Restate word for word the entries below, starting with the line with "URL belongs to." and continuing through the line with "Some(Endpoint::StopMonitoring)". Include both of those lines and no others.

RECORDED INFORMATION
┌──

//! PRIM client configuration, endpoints and refresh cadences.

use std::fmt;

use tracing::warn;

/// Default base URL of the PRIM marketplace.
pub const DEFAULT_BASE_URL: &str = "https://prim.iledefrance-mobilites.fr/marketplace";

/// Default maximum concurrent requests.
const DEFAULT_MAX_CONCURRENT: usize = 5;

const DEFAULT_TIMEOUT_SECS: u64 = 30;

/// Configuration for the PRIM client.
#[derive(Debug, Clone)]
pub struct PrimConfig {
    /// API key sent in the `apiKey` header
    pub api_key: String,
    /// Base URL for the API (defaults to production PRIM)
    pub base_url: String,
    /// Maximum concurrent requests
    pub max_concurrent: usize,
    /// Request timeout in seconds
    pub timeout_secs: u64,
}

impl PrimConfig {
    /// Create a new config with the given API key.
    pub fn new(api_key: impl Into<String>) -> Self {
        Self {
            api_key: api_key.into(),
            base_url: DEFAULT_BASE_URL.to_string(),
            max_concurrent: DEFAULT_MAX_CONCURRENT,
            timeout_secs: DEFAULT_TIMEOUT_SECS,
        }
    }

    /// Read `PRIM_API_KEY` and the optional `PRIM_BASE_URL`,
    /// `PRIM_MAX_CONCURRENT` and `PRIM_TIMEOUT_SECS`.
    ///
    /// A missing key is not fatal: the server still starts and every upstream
    /// call fails with the upstream's own authentication error.
    pub fn from_env() -> Self {
        let api_key = std::env::var("PRIM_API_KEY").unwrap_or_else(|_| {
            warn!("PRIM_API_KEY not set, upstream calls will fail");
            String::new()
        });

        let mut config = Self::new(api_key);
        if let Ok(url) = std::env::var("PRIM_BASE_URL") {
            if !url.trim().is_empty() {
                config = config.with_base_url(url.trim());
            }
        }
        if let Some(n) = env_number::<usize>("PRIM_MAX_CONCURRENT").filter(|n| *n > 0) {
            config = config.with_max_concurrent(n);
        }
        if let Some(secs) = env_number::<u64>("PRIM_TIMEOUT_SECS").filter(|s| *s > 0) {
            config = config.with_timeout(secs);
        }
        config
    }

    /// Set a custom base URL (for testing).
    pub fn with_base_url(mut self, url: impl Into<String>) -> Self {
        self.base_url = url.into();
        self
    }

    /// Set maximum concurrent requests.
    pub fn with_max_concurrent(mut self, n: usize) -> Self {
        self.max_concurrent = n;
        self
    }

    /// Set request timeout.
    pub fn with_timeout(mut self, secs: u64) -> Self {
        self.timeout_secs = secs;
        self
    }
}

/// A numeric environment variable; unparseable values are logged and ignored.
fn env_number<T: std::str::FromStr>(name: &str) -> Option<T> {
    let raw = std::env::var(name).ok()?;
    match raw.trim().parse() {
        Ok(n) => Some(n),
        Err(_) => {
            warn!(name, value = %raw, "ignoring non-numeric setting");
            None
        }
    }
}

/// Upstream capability an URL belongs to.
#[derive(Debug, Clone, Copy, PartialEq, Eq, Hash)]
pub enum Endpoint {
    /// SIRI Lite next passages, by stop or by line.
    StopMonitoring,
    /// SIRI Lite messages shown on station screens.
    GeneralMessage,
    /// Navitia line reports, global, per mode or per line.
    LineReports,
    /// Every current disruption at once.
    DisruptionsBulk,
    /// Navitia stop points of one line.
    LineStops,
    /// Place search.
    Places,
}

impl Endpoint {
    /// Stable name used in logs and errors.
    pub fn name(self) -> &'static str {
        match self {
            Endpoint::StopMonitoring => "stop-monitoring",
            Endpoint::GeneralMessage => "general-message",
            Endpoint::LineReports => "line_reports",
            Endpoint::DisruptionsBulk => "disruptions_bulk",
            Endpoint::LineStops => "stop_points",
            Endpoint::Places => "places",
        }
    }

    /// Classify a request URL back to its endpoint.
    pub fn from_url(url: &str) -> Option<Self> {
        // Path only; query strings may contain anything
        let path = url.split('?').next().unwrap_or(url);
        if path.ends_with("/stop-monitoring") {
            Some(Endpoint::StopMonitoring)
        } else if path.ends_with("/general-message") {
            Some(Endpoint::GeneralMessage)
        } else if path.ends_with("/line_reports") {
            Some(Endpoint::LineReports)
        } else if path.ends_with("/disruptions_bulk") {
            Some(Endpoint::DisruptionsBulk)
        } else if path.ends_with("/stop_points") {
            Some(Endpoint::LineStops)
        } else if path.ends_with("/places") {
            Some(Endpoint::Places)
        } else {
            None
        }
    }
}

impl fmt::Display for Endpoint {
    fn fmt(&self, f: &mut fmt::Formatter<'_>) -> fmt::Result {
        f.write_str(self.name())
    }
}

/// How long a response stays fresh, then how long it may be served stale.
#[derive(Debug, Clone, Copy, PartialEq, Eq)]
pub struct Refresh {
    /// Seconds a response is considered fresh.
    pub server_revalidate: u64,
    /// Seconds a stale response may still be served while refreshing.
    pub swr: u64,
}

impl Refresh {
    pub const fn new(server_revalidate: u64, swr: u64) -> Self {
        Self {
            server_revalidate,
            swr,
        }
    }

    /// `Cache-Control` header value for responses built from this endpoint.
    pub fn cache_control(self) -> String {
        format!(
            "public, s-maxage={}, stale-while-revalidate={}",
            self.server_revalidate, self.swr
        )
    }
}

/// Refresh cadence of every endpoint.
#[derive(Debug, Clone, Copy, PartialEq, Eq)]
pub struct RefreshIntervals {
    pub stop_monitoring: Refresh,
    pub line_reports: Refresh,
    pub general_message: Refresh,
    pub disruptions_bulk: Refresh,
    pub line_stops: Refresh,
    pub search: Refresh,
}

impl Default for RefreshIntervals {
    fn default() -> Self {
        Self {
            stop_monitoring: Refresh::new(30, 15),
            line_reports: Refresh::new(60, 30),
            general_message: Refresh::new(60, 30),
            disruptions_bulk: Refresh::new(120, 60),
            line_stops: Refresh::new(86_400, 3_600),
            search: Refresh::new(300, 60),
        }
    }
}

impl RefreshIntervals {
    pub fn for_endpoint(&self, endpoint: Endpoint) -> Refresh {
        match endpoint {
            Endpoint::StopMonitoring => self.stop_monitoring,
            Endpoint::GeneralMessage => self.general_message,
            Endpoint::LineReports => self.line_reports,
            Endpoint::DisruptionsBulk => self.disruptions_bulk,
            Endpoint::LineStops => self.line_stops,
            Endpoint::Places => self.search,
        }
    }
}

└──

SOLUTION FOR THIS EXERCISE
/// Upstream capability an URL belongs to.
#[derive(Debug, Clone, Copy, PartialEq, Eq, Hash)]
pub enum Endpoint {
    /// SIRI Lite next passages, by stop or by line.
    StopMonitoring,
    /// SIRI Lite messages shown on station screens.
    GeneralMessage,
    /// Navitia line reports, global, per mode or per line.
    LineReports,
    /// Every current disruption at once.
    DisruptionsBulk,
    /// Navitia stop points of one line.
    LineStops,
    /// Place search.
    Places,
}

impl Endpoint {
    /// Stable name used in logs and errors.
    pub fn name(self) -> &'static str {
        match self {
            Endpoint::StopMonitoring => "stop-monitoring",
            Endpoint::GeneralMessage => "general-message",
            Endpoint::LineReports => "line_reports",
            Endpoint::DisruptionsBulk => "disruptions_bulk",
            Endpoint::LineStops => "stop_points",
            Endpoint::Places => "places",
        }
    }

    /// Classify a request URL back to its endpoint.
    pub fn from_url(url: &str) -> Option<Self> {
        // Path only; query strings may contain anything
        let path = url.split('?').next().unwrap_or(url);
        if path.ends_with("/stop-monitoring") {
            Some(Endpoint::StopMonitoring)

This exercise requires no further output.